Add stop_report.py for generating stop-based JSON reports

author: Ariel Costas Guerrero <ariel@costas.dev> 2025-11-06 16:11:48 +0100
committer: Ariel Costas Guerrero <ariel@costas.dev> 2025-11-06 16:11:48 +0100
commit: c7ab736debbc43c1eef472a970398627fdcb91ae (patch)
tree: eae83b3d986bf952135f68b87709bf32cdff29ce /src/gtfs_vigo_stops/stop_report.py
parent: 093ee906eae5361bbf47ae2fdc4003f95696656a (diff)
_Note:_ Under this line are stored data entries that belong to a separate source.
//! Shared error types for the application
//!
//! Only conditions that stop a run live here. Per-file problems (syntax
//! errors, parse timeouts, unreadable files) are recorded on the file's
//! [`ParseStatus`](crate::core::ParseStatus) and never surface as errors.

use std::path::PathBuf;
use thiserror::Error;

/// Fatal error type for depsight operations
#[derive(Debug, Error)]
pub enum AnalysisError {
    /// Invalid entry-point spec, weights, thresholds or filters.
    /// Raised before any file is parsed.
    #[error("Configuration error: {0}")]
    Configuration(String),

    /// Graph construction saw a duplicate node or a dangling edge.
    /// This is always a bug, never a property of the analysed code.
    #[error("Internal invariant violated: {0}")]
    InternalInvariant(String),

    /// An impact query named a function absent from the call graph
    #[error("Unknown function: {0}")]
    UnknownFunction(String),

    /// The analysed root could not be walked
    #[error("File system error at {path}: {message}")]
    FileSystem { path: PathBuf, message: String },

    /// The tree-sitter grammar could not be loaded
    #[error("Parser initialisation failed: {0}")]
    Parser(String),

    #[error(transparent)]
    ThreadPool(#[from] rayon::ThreadPoolBuildError),

    #[error(transparent)]
    Pattern(#[from] glob::PatternError),

    #[error(transparent)]
    Io(#[from] std::io::Error),
}

impl AnalysisError {
    pub fn configuration(message: impl Into<String>) -> Self {
        Self::Configuration(message.into())
    }

    pub fn invariant(message: impl Into<String>) -> Self {
        Self::InternalInvariant(message.into())
    }

    /// Create a file system error with path context
    pub fn file_system(path: impl Into<PathBuf>, message: impl Into<String>) -> Self {
        Self::FileSystem {
            path: path.into(),
            message: message.into(),
        }
    }

    /// Whether this error signals a defect in depsight itself
    pub fn is_internal(&self) -> bool {
        matches!(self, Self::InternalInvariant(_))
    }
}

/// Result type alias using our error type
pub type Result<T> = std::result::Result<T, AnalysisError>;
//! Per-run analysis context: the two finalized graphs plus the registry of
//! every known function. Detectors and collaborators only ever read it.

use super::{CallGraph, FileDependencyGraph};
use crate::core::{qualified_name, AnalysisError, FunctionDef, Import, Result};
use std::collections::{BTreeMap, BTreeSet, HashMap};

/// All functions of one run, keyed by qualified name
#[derive(Debug, Clone, Default)]
pub struct FunctionRegistry {
    functions: BTreeMap<String, FunctionDef>,
    by_local: HashMap<String, Vec<String>>,
}

impl FunctionRegistry {
    pub fn new() -> Self {
        Self::default()
    }

    pub fn insert(&mut self, function: FunctionDef) -> Result<()> {
        if self.functions.contains_key(&function.qualified_name) {
            return Err(AnalysisError::invariant(format!(
                "function '{}' registered twice",
                function.qualified_name
            )));
        }
        self.by_local
            .entry(function.name.clone())
            .or_default()
            .push(function.qualified_name.clone());
        self.functions
            .insert(function.qualified_name.clone(), function);
        Ok(())
    }

    pub fn get(&self, qualified_name: &str) -> Option<&FunctionDef> {
        self.functions.get(qualified_name)
    }

    /// Functions sorted by qualified name
    pub fn iter(&self) -> impl Iterator<Item = &FunctionDef> {
        self.functions.values()
    }

    pub fn len(&self) -> usize {
        self.functions.len()
    }

    pub fn is_empty(&self) -> bool {
        self.functions.is_empty()
    }

    pub fn by_local_name(&self, local: &str) -> &[String] {
        self.by_local.get(local).map(Vec::as_slice).unwrap_or(&[])
    }

    /// `local` in `file`, or the constructor when `local` names a class
    pub fn local(&self, file: &str, local: &str) -> Option<String> {
        [
            qualified_name(file, local),
            qualified_name(file, &format!("{local}.__init__")),
        ]
        .into_iter()
        .find(|q| self.functions.contains_key(q))
    }

    /// Resolve a user-supplied function name: an exact qualified name, or a
    /// local name (`f`, `Class.method`) that exists in exactly one file
    pub fn lookup(&self, name: &str) -> Result<&FunctionDef> {
        if let Some(function) = self.functions.get(name) {
            return Ok(function);
        }
        match self.by_local_name(name) {
            [only] => self
                .functions
                .get(only)
                .ok_or_else(|| AnalysisError::UnknownFunction(name.to_string())),
            [] => Err(AnalysisError::UnknownFunction(name.to_string())),
            many => Err(AnalysisError::UnknownFunction(format!(
                "{name} is ambiguous ({} candidates: {})",
                many.len(),
                many.join(", ")
            ))),
        }
    }
}

/// Import-level facts the detectors need once the source units are gone
#[derive(Debug, Clone, Default)]
pub struct ModuleInfo {
    /// Imports with `resolved` filled in, plus discovered submodule imports
    pub imports: Vec<Import>,
    pub referenced_names: BTreeSet<String>,
    pub exported_names: BTreeSet<String>,
    pub is_package_init: bool,
}

#[derive(Debug, Clone, Default)]
pub struct AnalysisContext {
    pub(crate) file_graph: FileDependencyGraph,
    pub(crate) call_graph: CallGraph,
    pub(crate) registry: FunctionRegistry,
    pub(crate) modules: BTreeMap<String, ModuleInfo>,
    pub(crate) module_roots: BTreeSet<String>,
}

impl AnalysisContext {
    pub fn file_graph(&self) -> &FileDependencyGraph {
        &self.file_graph
    }

    pub fn call_graph(&self) -> &CallGraph {
        &self.call_graph
    }

    pub fn registry(&self) -> &FunctionRegistry {
        &self.registry
    }

    pub fn function(&self, qualified_name: &str) -> Option<&FunctionDef> {
        self.registry.get(qualified_name)
    }

    pub fn modules(&self) -> &BTreeMap<String, ModuleInfo> {
        &self.modules
    }

    /// Functions called from module level in some file
    pub fn module_roots(&self) -> &BTreeSet<String> {
        &self.module_roots
    }

    /// Files `file` imports
    pub fn dependencies(&self, file: &str) -> Vec<String> {
        self.file_graph
            .dependencies(file)
            .into_iter()
            .map(str::to_string)
            .collect()
    }

    /// Files importing `file`
    pub fn dependents(&self, file: &str) -> Vec<String> {
        self.file_graph
            .dependents(file)
            .into_iter()
            .map(str::to_string)
            .collect()
    }

    /// Files whose code may break when `function` changes: the files of its
    /// transitive callers plus the files importing its own file
    pub fn affected_files(&self, function: &str) -> Result<BTreeSet<String>> {
        self.affected_files_within(function, None)
    }

    pub fn affected_files_within(
        &self,
        function: &str,
        max_depth: Option<usize>,
    ) -> Result<BTreeSet<String>> {
        let target = self.registry.lookup(function)?;
        let mut files: BTreeSet<String> = self
            .call_graph
            .upstream(&target.qualified_name, max_depth)
            .iter()
            .filter_map(|q| self.registry.get(q))
            .map(|f| f.file.clone())
            .collect();
        files.extend(self.dependents(&target.file));
        Ok(files)
    }
}
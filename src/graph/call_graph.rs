use super::IndexedGraph;
use crate::core::Result;
use petgraph::Direction;
use std::collections::{BTreeSet, HashSet};

/// Nodes are qualified function names; an edge `f -> g` means `f` calls `g`.
/// Recursion shows up as a self-loop or a cycle.
#[derive(Debug, Clone, Default)]
pub struct CallGraph {
    graph: IndexedGraph,
}

impl CallGraph {
    pub fn new() -> Self {
        Self::default()
    }

    pub fn add_function(&mut self, qualified_name: &str) -> Result<()> {
        self.graph.add_node(qualified_name).map(|_| ())
    }

    pub fn add_call(&mut self, caller: &str, callee: &str) -> Result<bool> {
        self.graph.add_edge(caller, callee)
    }

    pub fn functions(&self) -> Vec<&str> {
        self.graph.nodes()
    }

    pub fn contains(&self, qualified_name: &str) -> bool {
        self.graph.contains(qualified_name)
    }

    pub fn callers(&self, qualified_name: &str) -> Vec<&str> {
        self.graph.predecessors(qualified_name)
    }

    pub fn callees(&self, qualified_name: &str) -> Vec<&str> {
        self.graph.successors(qualified_name)
    }

    /// Transitive callers within `max_depth` call levels
    pub fn upstream(&self, qualified_name: &str, max_depth: Option<usize>) -> BTreeSet<String> {
        self.graph
            .bfs_within(qualified_name, Direction::Incoming, max_depth)
    }

    /// Transitive callees within `max_depth` call levels
    pub fn downstream(&self, qualified_name: &str, max_depth: Option<usize>) -> BTreeSet<String> {
        self.graph
            .bfs_within(qualified_name, Direction::Outgoing, max_depth)
    }

    pub fn reachable_from<'a, I>(&self, roots: I) -> HashSet<String>
    where
        I: IntoIterator<Item = &'a str>,
    {
        self.graph.reachable_from(roots)
    }

    pub fn edges(&self) -> Vec<(&str, &str)> {
        self.graph.edges()
    }

    pub fn function_count(&self) -> usize {
        self.graph.node_count()
    }

    pub fn edge_count(&self) -> usize {
        self.graph.edge_count()
    }
}
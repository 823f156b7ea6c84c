use crate::core::{Category, Evidence, ImportKind, Issue, LineRange, Location, Severity};
use crate::graph::{AnalysisContext, ModuleInfo};

/// Imported names never referenced in their file.
///
/// Package `__init__.py` files, wildcard imports and names re-exported
/// through `__all__` are exempt: importing is their purpose.
pub fn unused_import_findings(ctx: &AnalysisContext) -> Vec<Issue> {
    ctx.modules()
        .iter()
        .filter(|(_, module)| !module.is_package_init)
        .flat_map(|(file, module)| unused_in_module(file, module))
        .collect()
}

fn unused_in_module(file: &str, module: &ModuleInfo) -> Vec<Issue> {
    let is_used = |binding: &str| {
        module.referenced_names.contains(binding) || module.exported_names.contains(binding)
    };

    let mut issues = Vec::new();
    for import in &module.imports {
        match import.kind {
            ImportKind::Module => {
                if let Some(binding) = import.module_binding() {
                    if !is_used(binding) {
                        issues.push(unused_issue(file, import.line, &import.module, binding));
                    }
                }
            }
            // Submodule imports discovered during resolution carry no names
            ImportKind::From if import.wildcard || import.names.is_empty() => {}
            ImportKind::From => {
                let source = import.display_module();
                for name in &import.names {
                    if !is_used(name.binding()) {
                        issues.push(unused_issue(file, import.line, &source, name.binding()));
                    }
                }
            }
        }
    }
    issues
}

fn unused_issue(file: &str, line: usize, module: &str, binding: &str) -> Issue {
    Issue::new(
        Category::Style,
        Severity::Suggestion,
        Location::file(file)
            .with_lines(LineRange::single(line))
            .with_symbol(binding),
        Evidence::UnusedImport {
            module: module.to_string(),
            name: binding.to_string(),
        },
        format!("'{binding}' is imported from '{module}' but never used"),
    )
}
/// An in-memory map keyed by transaction hash, holding enough of the last
/// N blocks' logs to let the reorg detector notice a block-hash
/// divergence. Pure in-memory structure; rebuildable by refetching
/// `[watermark - windowDepth, watermark]` after a restart.
use std::collections::{BTreeMap, HashMap, HashSet};

#[derive(Debug, Clone, PartialEq, Eq)]
pub struct WindowEntry {
    pub block_number: u64,
    pub block_hash: String,
    pub transaction_index: u64,
    pub log_index: u64,
}

#[derive(Debug, Default)]
pub struct RecentWindow {
    by_tx_hash: HashMap<String, WindowEntry>,
    /// Index from block height to the set of tx hashes seen at that height,
    /// so `prune`/`removeAbove` don't need a full scan.
    by_height: BTreeMap<u64, HashSet<String>>,
}

impl RecentWindow {
    pub fn new() -> Self {
        Self::default()
    }

    pub fn len(&self) -> usize {
        self.by_tx_hash.len()
    }

    pub fn is_empty(&self) -> bool {
        self.by_tx_hash.is_empty()
    }

    pub fn get(&self, transaction_hash: &str) -> Option<&WindowEntry> {
        self.by_tx_hash.get(transaction_hash)
    }

    /// Insert or overwrite the entry for `transaction_hash`.
    pub fn upsert(&mut self, transaction_hash: &str, entry: WindowEntry) {
        if let Some(old) = self.by_tx_hash.get(transaction_hash) {
            if old.block_number != entry.block_number {
                if let Some(set) = self.by_height.get_mut(&old.block_number) {
                    set.remove(transaction_hash);
                    if set.is_empty() {
                        self.by_height.remove(&old.block_number);
                    }
                }
            }
        }
        self.by_height
            .entry(entry.block_number)
            .or_default()
            .insert(transaction_hash.to_string());
        self.by_tx_hash.insert(transaction_hash.to_string(), entry);
    }

    /// Bulk upsert preserving insertion order.
    pub fn upsert_batch(&mut self, entries: impl IntoIterator<Item = (String, WindowEntry)>) {
        for (tx_hash, entry) in entries {
            self.upsert(&tx_hash, entry);
        }
    }

    /// Delete all entries with `blockNumber <= boundary`.
    pub fn prune(&mut self, boundary: u64) {
        let heights_to_drop: Vec<u64> = self
            .by_height
            .range(..=boundary)
            .map(|(h, _)| *h)
            .collect();
        for height in heights_to_drop {
            if let Some(tx_hashes) = self.by_height.remove(&height) {
                for tx_hash in tx_hashes {
                    self.by_tx_hash.remove(&tx_hash);
                }
            }
        }
    }

    /// Delete entries strictly above `height` (used on rollback).
    pub fn remove_above(&mut self, height: u64) {
        let heights_to_drop: Vec<u64> = self
            .by_height
            .range((height + 1)..)
            .map(|(h, _)| *h)
            .collect();
        for h in heights_to_drop {
            if let Some(tx_hashes) = self.by_height.remove(&h) {
                for tx_hash in tx_hashes {
                    self.by_tx_hash.remove(&tx_hash);
                }
            }
        }
    }

    /// Empty the map (used on catastrophic rollback).
    pub fn clear(&mut self) {
        self.by_tx_hash.clear();
        self.by_height.clear();
    }
}

#[cfg(test)]
mod tests {
    use super::*;

    fn entry(block_number: u64, block_hash: &str) -> WindowEntry {
        WindowEntry {
            block_number,
            block_hash: block_hash.to_string(),
            transaction_index: 0,
            log_index: 0,
        }
    }

    #[test]
    fn test_upsert_and_get() {
        let mut w = RecentWindow::new();
        w.upsert("0xaaa", entry(10, "0xblockA"));
        assert_eq!(w.get("0xaaa").unwrap().block_hash, "0xblockA");
    }

    #[test]
    fn test_prune_removes_entries_at_or_below_boundary() {
        let mut w = RecentWindow::new();
        w.upsert("0xaaa", entry(10, "0xA"));
        w.upsert("0xbbb", entry(20, "0xB"));
        w.upsert("0xccc", entry(30, "0xC"));
        w.prune(20);
        assert!(w.get("0xaaa").is_none());
        assert!(w.get("0xbbb").is_none());
        assert!(w.get("0xccc").is_some());
        assert_eq!(w.len(), 1);
    }

    #[test]
    fn test_remove_above_keeps_boundary_height() {
        let mut w = RecentWindow::new();
        w.upsert("0xaaa", entry(10, "0xA"));
        w.upsert("0xbbb", entry(20, "0xB"));
        w.remove_above(10);
        assert!(w.get("0xaaa").is_some());
        assert!(w.get("0xbbb").is_none());
    }

    #[test]
    fn test_upsert_moves_entry_between_heights() {
        let mut w = RecentWindow::new();
        w.upsert("0xaaa", entry(10, "0xA"));
        w.upsert("0xaaa", entry(11, "0xA2"));
        assert_eq!(w.get("0xaaa").unwrap().block_number, 11);
        w.prune(10);
        // entry moved to height 11, should survive prune(10)
        assert!(w.get("0xaaa").is_some());
    }

    #[test]
    fn test_clear() {
        let mut w = RecentWindow::new();
        w.upsert("0xaaa", entry(10, "0xA"));
        w.clear();
        assert!(w.is_empty());
    }
}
1 files changed, 311 insertions, 0 deletions
diff --git a/src/gtfs_vigo_stops/stop_report.py b/src/gtfs_vigo_stops/stop_report.py
new file mode 100644
index 0000000..fa541ef
--- /dev/null
+++ b/src/gtfs_vigo_stops/stop_report.py
@@ -0,0 +1,311 @@
+import os
+import shutil
+import sys
+import traceback
+import argparse
+from typing import List, Dict, Any
+from multiprocessing import Pool, cpu_count
+
+from src.download import download_feed_from_url
+from src.logger import get_logger
+from src.common import get_all_feed_dates, time_to_seconds
+from src.stops import get_all_stops
+from src.services import get_active_services
+from src.street_name import get_street_name, normalise_stop_name
+from src.trips import get_trips_for_services
+from src.stop_times import get_stops_for_trips
+from src.routes import load_routes
+from src.report_writer import write_stop_json
+
+logger = get_logger("stop_report")
+
+
+def parse_args():
+    parser = argparse.ArgumentParser(
+        description="Generate stop-based JSON reports for a date or date range.")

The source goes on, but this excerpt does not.